Perspectives on STAAR Testing for Students
Every year, students sit for hours on end in classrooms, the occasional crinkle of a paper or the drop of a pencil the only sounds cutting through a stiff silence. This eerie quiet is synonymous with STAAR testing, a Texas-mandated standardized test administered to all public school students in HISD and other districts.
STAAR testing has already begun this year, and many Bellaire High School students have already taken an English assessment. Biology, U.S. History and Algebra 1 are soon to follow. Many of my peers roll their eyes at the mention of STAAR, the tedious preparation that precedes it often more challenging than the test itself. Many criticisms of the test, whether from parents, teachers, or students, have started a state-wide debate regarding the effectiveness of the STAAR.
“In my opinion, I think that the idea of testing students to see if they have surpassed the expected academic standards is not bad,” says freshman Sophie Lamothe. “It’s just very tedious and exhausting. I don’t think it’s beneficial.” Sophie’s opinion is shared with many of her peers. No matter a student’s grades or academic achievements, one rarely hears anyone sing the STAAR’s praises.

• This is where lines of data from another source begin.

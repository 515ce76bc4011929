//! kube-pod-watch observes Pods through a shared informer
//! and logs their lifecycle transitions.
//!
//! An [`InformerFactory`] hands out one [`SharedInformer`] per resource type.
//! Each informer list-watches its type across all namespaces,
//! keeps the results in a reflector store,
//! and fans added/updated/deleted notifications out to registered [`EventHandler`]s.
//! [`PodLifecycleLogger`] is the handler that turns Pod notifications into log lines.

pub mod config;
pub use config::{connect, BootstrapError, Config};
pub mod dispatcher;
pub use dispatcher::PodLifecycleLogger;
pub mod informer;
pub use informer::{InformerFactory, LabelSelector, ListError, Lister, SharedInformer};
mod runner;
pub use runner::EventHandler;
pub mod subscriber;
pub use subscriber::{Deletion, Notification, QualifiedName};
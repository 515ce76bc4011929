use std::{process::ExitCode, time::Duration};

use clap::Parser;
use kube_pod_watch::{connect, Config, InformerFactory, PodLifecycleLogger};
use tokio_util::sync::CancellationToken;

/// Watch pods in all namespaces and log their lifecycle transitions.
#[derive(Debug, Parser)]
#[command(version, about, long_about = None)]
struct Args {
    #[command(flatten)]
    config: Config,

    /// Resync period in seconds; 0 disables periodic resync.
    #[arg(long, default_value_t = 0)]
    resync: u64,
}

#[tokio::main]
async fn main() -> ExitCode {
    let args = Args::parse();
    args.config.init_logging();

    match run(args).await {
        Ok(()) => ExitCode::SUCCESS,
        Err(err) => {
            log::error!("{err:#}");
            ExitCode::FAILURE
        }
    }
}

async fn run(args: Args) -> anyhow::Result<()> {
    let client = connect(&args.config).await?;

    let factory = InformerFactory::new(client, Duration::from_secs(args.resync));
    factory.pods().add_event_handler(PodLifecycleLogger);

    log::info!("Start");

    let stop = CancellationToken::new();
    tokio::spawn({
        let stop = stop.clone();
        async move {
            if tokio::signal::ctrl_c().await.is_ok() {
                log::info!("Interrupted, shutting down");
                stop.cancel();
            }
        }
    });

    factory.start(&stop);
    if factory.wait_for_cache_sync(&stop).await {
        log::debug!("Pod cache synced");
    }

    stop.cancelled().await;
    Ok(())
}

Not only do students question the effectiveness of STAAR, some question its ethicality as well. Anne Greene, also a freshman at Bellaire, argues that STAAR is not a fair way to evaluate students. “Pearson is just taking advantage of schools. They have to pay for this horribly written test that doesn’t even do a good job of evaluating us. It’s basically a scam.” The negative student response just adds to the concern surrounding the test, especially considering Pearson’s multi-million dollar price tag, which is reportedly an estimated $90 million per year.
Even teachers harbor ill-feelings towards the infamous test. Elizabeth Chapman, one of Bellaire’s English teachers, believes there is a better way to test her students’ aptitude.
“I think that there are some standardized tests that can give us insight into what students have learned and achieved, but I don’t think that STAAR is one of them.” As to an alternative, she suggests a more widely administered test. “I would much rather see our state use the SAT which has the added benefit of preparing students for college than our own state test.”
With STAAR gaining more criticism statewide, it seems unlikely that many future Texans will have to take it. However, for the time being, students from Bellaire High SWchool and across the state will keep studying and preparing for STAAR, regardless of its dubious benefits.